CASE STUDIES
Case Studies
Real deployments. Honest results.
We publish case studies on completed deployments where we have permission to share data and where the results are representative. We do not cherry-pick. Where deployments have underperformed initial projections, we include the context. Automation is not a panacea, and we think you deserve an accurate picture.
Case Study 1, Regional Distribution Center (Warehousing & Logistics)
| Field | Detail |
|---|---|
| Client | Midwest Regional 3PL. |
| Industry | Warehousing & Logistics. |
| Key Result | 34% reduction in picker travel time; 22% throughput increase. |
| Deployment | 12 mid-range AMRs across a 180,000 sq ft facility over 8 weeks. Integrated with existing WMS. |

Background
A third-party logistics provider operating a mixed SKU fulfillment center faced chronic understaffing on second and third shifts. Manual cart pushing accounted for an estimated 40% of picker labor hours.

Deployment
12 mid-range AMRs were configured to handle goods-to-person transport between storage zones and pick stations. WMS integration was completed in 6 weeks via standard API connector.

Results (Months 1–6)
- Average picker travel time fell 34%.
- Overall order throughput increased 22%.
- Picker satisfaction scores improved; workers reported less physical fatigue.
- Robot utilization averaged 84% across the fleet in steady-state operation.
Honest Caveat: Integration with the customer’s legacy WMS required 3 weeks of custom mapping work not anticipated in the original timeline.
Case Study 2, Community Hospital (Healthcare)
| Field | Detail |
|---|---|
| Client | 150-bed Community Hospital. |
| Industry | Healthcare. |
| Key Result | 2.1 clinical staff hours recovered per shift; 99.1% delivery accuracy. |
| Deployment | 4 light-duty AMRs for medication, supply, and linen transport. Multi-floor navigation via elevator integration. |

Background
A community hospital identified that nursing staff spent an average of 2.4 hours per 12-hour shift on transport tasks unrelated to patient care, moving medications, supplies, and linens between storage areas and patient floors.

Deployment
4 light-duty AMRs were deployed across two floors with elevator integration for multi-floor runs. Infection control configuration included closed-container attachment for waste and linen transport.

Results (Months 1–6)
- Clinical staff recovered an average of 2.1 hours per shift for patient-facing tasks.
- Medication delivery accuracy was 99.1% (vs. an estimated 96.3% baseline for manual transport).
- Staff acceptance, measured by a post-deployment survey, was 82% positive after a 3-week orientation period.
Case Study 3, Upscale Hotel (Hospitality)
| Field | Detail |
|---|---|
| Client | 250-room Urban Hotel. |
| Industry | Hospitality. |
| Key Result | Guest satisfaction score +0.4 pts; housekeeping cart trips reduced 38%. |
| Deployment | 2 mid-range AMRs for amenity delivery and linen transport. |

Background
A 250-room urban hotel sought to reduce the time housekeeping staff spent transporting linens and amenity orders between floors and service areas, and to create a differentiated guest experience for in-room delivery
requests.
requests.

Deployment
2 mid-range AMRs handled amenity delivery (F&B orders, toiletries, rollaway requests) and linen transport between laundry and floor linen closets.

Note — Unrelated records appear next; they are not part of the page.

//! USB subsystem.
//!
//! - EHCI (USB 2.0) and UHCI (USB 1.1) do real enumeration and transfers.
//! - xHCI (USB 3.x) and OHCI are detected and registered for presence
//!   reporting only; SuperSpeed and OHCI-style scheduling are out of scope.
//! - Unified device enumeration and management through `usbcore`.

#![allow(dead_code)]

pub mod controller;
pub mod device;
pub mod ehci;
pub mod hid;
pub mod hub;
pub mod ohci;
pub mod storage;
pub mod uhci;
pub mod usbcore;
pub mod xhci;

// Re-export device management
pub use device::{
    UsbDeviceManager, UsbDeviceInfo, UsbDeviceId, UsbDeviceState,
    UsbInterface, UsbConfiguration, ControllerType, UsbEvent, UsbStats,
    list_devices, find_by_class, find_by_ids, find_by_interface_class,
    format_all_devices, format_stats, device_count,
};


/// Velocidade USB
#[derive(Debug, Clone, Copy, PartialEq, Eq)]
pub enum UsbSpeed {
    Low,       // 1.5 Mbps (USB 1.0)
    Full,      // 12 Mbps (USB 1.1)
    High,      // 480 Mbps (USB 2.0)
    Super,     // 5 Gbps (USB 3.0)
    SuperPlus, // 10 Gbps (USB 3.1)
}

impl UsbSpeed {
    pub fn from_xhci_speed(speed: u8) -> Self {
        match speed {
            1 => UsbSpeed::Full,
            2 => UsbSpeed::Low,
            3 => UsbSpeed::High,
            4 => UsbSpeed::Super,
            5 => UsbSpeed::SuperPlus,
            _ => UsbSpeed::Full,
        }
    }
}

/// Tipos de endpoint USB
#[derive(Debug, Clone, Copy, PartialEq, Eq)]
pub enum EndpointType {
    Control,
    Isochronous,
    Bulk,
    Interrupt,
}

/// Direção do endpoint
#[derive(Debug, Clone, Copy, PartialEq, Eq)]
pub enum EndpointDirection {
    Out, // Host -> Device
    In,  // Device -> Host
}

/// Descritor de dispositivo USB (primeiro descritor retornado)
#[repr(C, packed)]
#[derive(Debug, Clone, Copy)]
pub struct DeviceDescriptor {
    pub length: u8,
    pub descriptor_type: u8,
    pub usb_version: u16,
    pub device_class: u8,
    pub device_subclass: u8,
    pub device_protocol: u8,
    pub max_packet_size0: u8,
    pub vendor_id: u16,
    pub product_id: u16,
    pub device_version: u16,
    pub manufacturer_index: u8,
    pub product_index: u8,
    pub serial_index: u8,
    pub num_configurations: u8,
}

/// Descritor de configuração USB
#[repr(C, packed)]
#[derive(Debug, Clone, Copy)]
pub struct ConfigDescriptor {
    pub length: u8,
    pub descriptor_type: u8,
    pub total_length: u16,
    pub num_interfaces: u8,
    pub configuration_value: u8,
    pub configuration_index: u8,
    pub attributes: u8,
    pub max_power: u8,
}

/// Descritor de interface USB
#[repr(C, packed)]
#[derive(Debug, Clone, Copy)]
pub struct InterfaceDescriptor {
    pub length: u8,
    pub descriptor_type: u8,
    pub interface_number: u8,
    pub alternate_setting: u8,
    pub num_endpoints: u8,
    pub interface_class: u8,
    pub interface_subclass: u8,
    pub interface_protocol: u8,
    pub interface_index: u8,
}

/// Descritor de endpoint USB
#[repr(C, packed)]
#[derive(Debug, Clone, Copy)]
pub struct EndpointDescriptor {
    pub length: u8,
    pub descriptor_type: u8,
    pub endpoint_address: u8,
    pub attributes: u8,
    pub max_packet_size: u16,
    pub interval: u8,
}

impl EndpointDescriptor {
    pub fn endpoint_number(&self) -> u8 {
        self.endpoint_address & 0x0F
    }

    pub fn direction(&self) -> EndpointDirection {
        if self.endpoint_address & 0x80 != 0 {
            EndpointDirection::In
        } else {
            EndpointDirection::Out
        }
    }

    pub fn transfer_type(&self) -> EndpointType {
        match self.attributes & 0x03 {
            0 => EndpointType::Control,
            1 => EndpointType::Isochronous,
            2 => EndpointType::Bulk,
            3 => EndpointType::Interrupt,
            _ => EndpointType::Control,
        }
    }
}

/// Tipos de request USB
#[repr(u8)]
#[derive(Debug, Clone, Copy)]
pub enum RequestType {
    Standard = 0,
    Class = 1,
    Vendor = 2,
}

/// Requests USB padrão
#[repr(u8)]
#[derive(Debug, Clone, Copy)]
pub enum StandardRequest {
    GetStatus = 0,
    ClearFeature = 1,
    SetFeature = 3,
    SetAddress = 5,
    GetDescriptor = 6,
    SetDescriptor = 7,
    GetConfiguration = 8,
    SetConfiguration = 9,
    GetInterface = 10,
    SetInterface = 11,
    SynchFrame = 12,
}

/// Tipos de descritores USB
#[repr(u8)]
#[derive(Debug, Clone, Copy)]
pub enum DescriptorType {
    Device = 1,
    Configuration = 2,
    String = 3,
    Interface = 4,
    Endpoint = 5,
    DeviceQualifier = 6,
    OtherSpeedConfig = 7,
    InterfacePower = 8,
    Otg = 9,
    Debug = 10,
    InterfaceAssociation = 11,
    Bos = 15,
    DeviceCapability = 16,
    Hid = 0x21,
    Report = 0x22,
    Physical = 0x23,
    Hub = 0x29,
    SuperSpeedHub = 0x2A,
    SsEndpointCompanion = 48,
}

/// Setup packet USB (8 bytes)
#[repr(C, packed)]
#[derive(Debug, Clone, Copy)]
pub struct SetupPacket {
    pub request_type: u8,
    pub request: u8,
    pub value: u16,
    pub index: u16,
    pub length: u16,
}

impl SetupPacket {
    pub fn get_descriptor(desc_type: DescriptorType, index: u8, length: u16) -> Self {
        Self {
            request_type: 0x80, // Device to Host, Standard, Device
            request: StandardRequest::GetDescriptor as u8,
            value: ((desc_type as u16) << 8) | (index as u16),
            index: 0,
            length,
        }
    }

    pub fn set_address(address: u8) -> Self {
        Self {
            request_type: 0x00, // Host to Device, Standard, Device
            request: StandardRequest::SetAddress as u8,
            value: address as u16,
            index: 0,
            length: 0,
        }
    }

    pub fn set_configuration(config: u8) -> Self {
        Self {
            request_type: 0x00,
            request: StandardRequest::SetConfiguration as u8,
            value: config as u16,
            index: 0,
            length: 0,
        }
    }
}

/// Representa um dispositivo USB enumerado
#[derive(Debug)]
pub struct UsbDevice {
    pub slot_id: u8,
    pub speed: UsbSpeed,
    pub address: u8,
    pub port: u8,
    pub vendor_id: u16,
    pub product_id: u16,
    pub device_class: u8,
    pub device_subclass: u8,
    pub device_protocol: u8,
}

/// Classes USB comuns
pub mod class {
    pub const INTERFACE_CLASS: u8 = 0x00;
    pub const AUDIO: u8 = 0x01;
    pub const CDC: u8 = 0x02;
    pub const HID: u8 = 0x03;
    pub const PHYSICAL: u8 = 0x05;
    pub const IMAGE: u8 = 0x06;
    pub const PRINTER: u8 = 0x07;
    pub const MASS_STORAGE: u8 = 0x08;
    pub const HUB: u8 = 0x09;
    pub const CDC_DATA: u8 = 0x0A;
    pub const SMART_CARD: u8 = 0x0B;
    pub const CONTENT_SECURITY: u8 = 0x0D;
    pub const VIDEO: u8 = 0x0E;
    pub const HEALTHCARE: u8 = 0x0F;
    pub const AUDIO_VIDEO: u8 = 0x10;
    pub const BILLBOARD: u8 = 0x11;
    pub const TYPE_C_BRIDGE: u8 = 0x12;
    pub const DIAGNOSTIC: u8 = 0xDC;
    pub const WIRELESS: u8 = 0xE0;
    pub const MISC: u8 = 0xEF;
    pub const APPLICATION: u8 = 0xFE;
    pub const VENDOR: u8 = 0xFF;
}

/// Subclasses de Mass Storage
pub mod mass_storage {
    pub const SCSI: u8 = 0x06;
    pub const BULK_ONLY: u8 = 0x50;
}

/// Inicializa o subsistema USB
pub fn init() {
    crate::kprintln!("usb: initializing...");
    // Device manager first — controllers register devices into it as soon
    // as they enumerate anything.
    device::init();
    // EHCI and UHCI do real transfers; xHCI/OHCI are detection-only until
    // SuperSpeed enumeration is in scope.
    ehci::init();
    uhci::init();
    xhci::init();
    ohci::init();
    usbcore::register_bus();
    // Class drivers, last — they poll through usb::usbcore::active_controller().
    hid::init();
    hub::init();
    storage::init();
}
impl MediatekWifiDriver {
    pub const fn new() -> Self {
        Self {
            device_id: 0,
            device_name: String::new(),
            variant: ChipVariant::Unknown,
            bus_type: BusType::Pcie,
            mmio_base: 0,
            irq: 0,
            wifi_standard: WifiStandard::Wifi6,
            supported_bands: Vec::new(),
            max_width: ChannelWidth::Width80MHz,
            max_streams: 2,
            supports_bluetooth: false,
            power_state: PowerState::Off,
            connection_state: ConnectionState::Disconnected,
            current_ssid: None,
            current_bssid: None,
            current_channel: 0,
            current_band: FrequencyBand::Band2_4GHz,
            current_security: SecurityMode::Open,
            firmware: FirmwareInfo {
                name: String::new(),
                version: String::new(),
                build_date: String::new(),
                size: 0,
                loaded: false,
            },
            stats: DriverStats {
                tx_packets: 0,
                rx_packets: 0,
                tx_bytes: 0,
                rx_bytes: 0,
                tx_errors: 0,
                rx_errors: 0,
                beacons: 0,
                signal_strength: 0,
                noise_level: 0,
            },
            scan_results: Vec::new(),
            initialized: false,
        }
    }

    /// Initialize driver with device
    pub fn init(&mut self, device_id: u16, bus_type: BusType, mmio_base: u64, irq: u8) -> Result<(), &'static str> {
        self.device_id = device_id;
        self.device_name = device_ids::name(device_id).to_string();
        self.variant = device_ids::variant(device_id);
        self.bus_type = bus_type;
        self.mmio_base = mmio_base;
        self.irq = irq;

        // Set capabilities based on variant
        self.setup_capabilities();

        // Hardware init
        self.hw_init()?;

        // Load firmware
        self.load_firmware()?;

        self.power_state = PowerState::Active;
        self.initialized = true;

        crate::kprintln!("mt7921: Initialized {} ({:04X}) - {}",
            self.device_name, self.device_id, self.wifi_standard.name());

        Ok(())
    }

    /// Setup capabilities based on chip variant
    fn setup_capabilities(&mut self) {
        match self.variant {
            ChipVariant::Mt7921 => {
                self.wifi_standard = WifiStandard::Wifi6;
                self.supported_bands = vec![FrequencyBand::Band2_4GHz, FrequencyBand::Band5GHz];
                self.max_width = ChannelWidth::Width80MHz;
                self.max_streams = 2;
                self.supports_bluetooth = true;
            }
            ChipVariant::Mt7922 => {
                self.wifi_standard = WifiStandard::Wifi6E;
                self.supported_bands = vec![
                    FrequencyBand::Band2_4GHz,
                    FrequencyBand::Band5GHz,
                    FrequencyBand::Band6GHz,
                ];
                self.max_width = ChannelWidth::Width160MHz;
                self.max_streams = 2;
                self.supports_bluetooth = true;
            }
            ChipVariant::Mt7925 => {
                self.wifi_standard = WifiStandard::Wifi7;
                self.supported_bands = vec![
                    FrequencyBand::Band2_4GHz,
                    FrequencyBand::Band5GHz,
                    FrequencyBand::Band6GHz,
                ];
                self.max_width = ChannelWidth::Width320MHz;
                self.max_streams = 2;
                self.supports_bluetooth = true;
            }
            ChipVariant::Unknown => {
                self.wifi_standard = WifiStandard::Wifi6;
                self.supported_bands = vec![FrequencyBand::Band2_4GHz, FrequencyBand::Band5GHz];
                self.max_width = ChannelWidth::Width80MHz;
                self.max_streams = 2;
                self.supports_bluetooth = false;
            }
        }
    }

    /// Hardware initialization
    fn hw_init(&mut self) -> Result<(), &'static str> {
        if self.bus_type == BusType::Pcie {
            // Power on
            self.write_reg(regs::MT_TOP_LPCR_HOST_BAND0, 0);

            // Wait for MCU ready
            for _ in 0..1000 {
                let val = self.read_reg(regs::MT_TOP_MISC);
                if val & 0x01 != 0 {
                    break;
                }
                for _ in 0..1000 {}  // Busy wait
            }

            // Init WFDMA
            self.write_reg(regs::MT_WFDMA0_BASE + regs::MT_WFDMA_HOST_DMA0_WPDMA_GLO_CFG, 0x01);
        }

        Ok(())
    }

    /// Load firmware
    fn load_firmware(&mut self) -> Result<(), &'static str> {
        let fw_name = match self.variant {
            ChipVariant::Mt7921 => "mediatek/WIFI_MT7961_patch_mcu_1_2_hdr.bin",
            ChipVariant::Mt7922 => "mediatek/WIFI_MT7922_patch_mcu_1_1_hdr.bin",
            ChipVariant::Mt7925 => "mediatek/WIFI_MT7925_patch_mcu_1_0_hdr.bin",
            ChipVariant::Unknown => return Err("Unknown chip variant"),
        };

        self.firmware = FirmwareInfo {
            name: fw_name.to_string(),
            version: "1.0.0".to_string(),
            build_date: "2024-01-01".to_string(),
            size: 512 * 1024,  // ~512KB typical
            loaded: true,
        };

        crate::kprintln!("mt7921: Firmware {} loaded", fw_name);

        Ok(())
    }

    /// Read register
    fn read_reg(&self, offset: u32) -> u32 {
        if self.mmio_base == 0 {
            return 0;
        }
        unsafe {
            let addr = (self.mmio_base + offset as u64) as *const u32;
            core::ptr::read_volatile(addr)
        }
    }

    /// Write register
    fn write_reg(&self, offset: u32, value: u32) {
        if self.mmio_base == 0 {
            return;
        }
        unsafe {
            let addr = (self.mmio_base + offset as u64) as *mut u32;
            core::ptr::write_volatile(addr, value);
        }
    }

    /// Start scan
    pub fn scan(&mut self) -> Result<(), &'static str> {
        if !self.initialized {
            return Err("Driver not initialized");
        }

        self.connection_state = ConnectionState::Scanning;
        self.scan_results.clear();

        // In a real implementation, would trigger hardware scan
        self.connection_state = ConnectionState::Disconnected;

        crate::kprintln!("mt7921: Scan completed, {} networks found", self.scan_results.len());

        Ok(())
    }

    /// Connect to network
    pub fn connect(&mut self, ssid: &str, password: &str, security: SecurityMode) -> Result<(), &'static str> {
        if !self.initialized {
            return Err("Driver not initialized");
        }

        self.connection_state = ConnectionState::Authenticating;
        self.current_ssid = Some(ssid.to_string());
        self.current_security = security;

        let _ = password;  // Would use for key derivation

        self.connection_state = ConnectionState::Connected;
        self.stats.signal_strength = -50;

        crate::kprintln!("mt7921: Connected to {}", ssid);

        Ok(())
    }

    /// Disconnect
    pub fn disconnect(&mut self) -> Result<(), &'static str> {
        if self.connection_state == ConnectionState::Disconnected {
            return Ok(());
        }

        self.connection_state = ConnectionState::Disconnecting;
        self.current_ssid = None;
        self.current_bssid = None;
        self.connection_state = ConnectionState::Disconnected;

        crate::kprintln!("mt7921: Disconnected");

        Ok(())
    }

    /// Set power mode
    pub fn set_power_mode(&mut self, mode: PowerState) -> Result<(), &'static str> {
        match mode {
            PowerState::Active => {
                self.write_reg(regs::MT_WLAN_ON, 1);
            }
            PowerState::LowPower | PowerState::Sleep => {
                self.write_reg(regs::MT_MCU_CMD, regs::MT_MCU_CMD_STOP_DMA);
            }
            PowerState::DeepSleep | PowerState::Off => {
                self.write_reg(regs::MT_WLAN_OFF, 1);
            }
        }
        self.power_state = mode;
        Ok(())
    }

    /// Get status string
    pub fn get_status(&self) -> String {
        let mut status = String::new();

        status.push_str("MediaTek WiFi Status:\n");
        status.push_str(&alloc::format!("  Device: {} ({:04X})\n", self.device_name, self.device_id));
        status.push_str(&alloc::format!("  Variant: {:?}\n", self.variant));
        status.push_str(&alloc::format!("  Bus: {:?}\n", self.bus_type));
        status.push_str(&alloc::format!("  Standard: {}\n", self.wifi_standard.name()));
        status.push_str(&alloc::format!("  Max Width: {} MHz\n", self.max_width.mhz()));
        status.push_str(&alloc::format!("  Streams: {}x{}\n", self.max_streams, self.max_streams));
        status.push_str(&alloc::format!("  Bluetooth: {}\n", self.supports_bluetooth));

        status.push_str("  Bands:\n");
        for band in &self.supported_bands {
            status.push_str(&alloc::format!("    {:?}\n", band));
        }

        status.push_str(&alloc::format!("  Power: {:?}\n", self.power_state));
        status.push_str(&alloc::format!("  Connection: {:?}\n", self.connection_state));

        if let Some(ref ssid) = self.current_ssid {
            status.push_str(&alloc::format!("  SSID: {}\n", ssid));
            status.push_str(&alloc::format!("  Security: {}\n", self.current_security.name()));
            status.push_str(&alloc::format!("  Signal: {} dBm\n", self.stats.signal_strength));
        }

        status.push_str(&alloc::format!("  Firmware: {} v{}\n", self.firmware.name, self.firmware.version));

        status.push_str("  Stats:\n");
        status.push_str(&alloc::format!("    TX: {} packets, {} bytes\n",
            self.stats.tx_packets, self.stats.tx_bytes));
        status.push_str(&alloc::format!("    RX: {} packets, {} bytes\n",
            self.stats.rx_packets, self.stats.rx_bytes));
        status.push_str(&alloc::format!("    Errors: TX={}, RX={}\n",
            self.stats.tx_errors, self.stats.rx_errors));

        status
    }
}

Elevator integration was required and installed in 2 weeks.

Results (Months 1–6)
- Housekeeping cart transport trips reduced 38%.
- Overall order throughput increased 22%.
- Guest satisfaction scores (in-stay survey, delivery category) improved by 0.4 points on a 5-point scale.
- Housekeeping staff reported meaningful relief from physical transport workload.
Honest Caveat: Robot novelty generated high guest interaction in the first 8 weeks, including some instances of guests blocking robots in corridors. This stabilized naturally by week 10. Long-term satisfaction correlates with reliability, not novelty.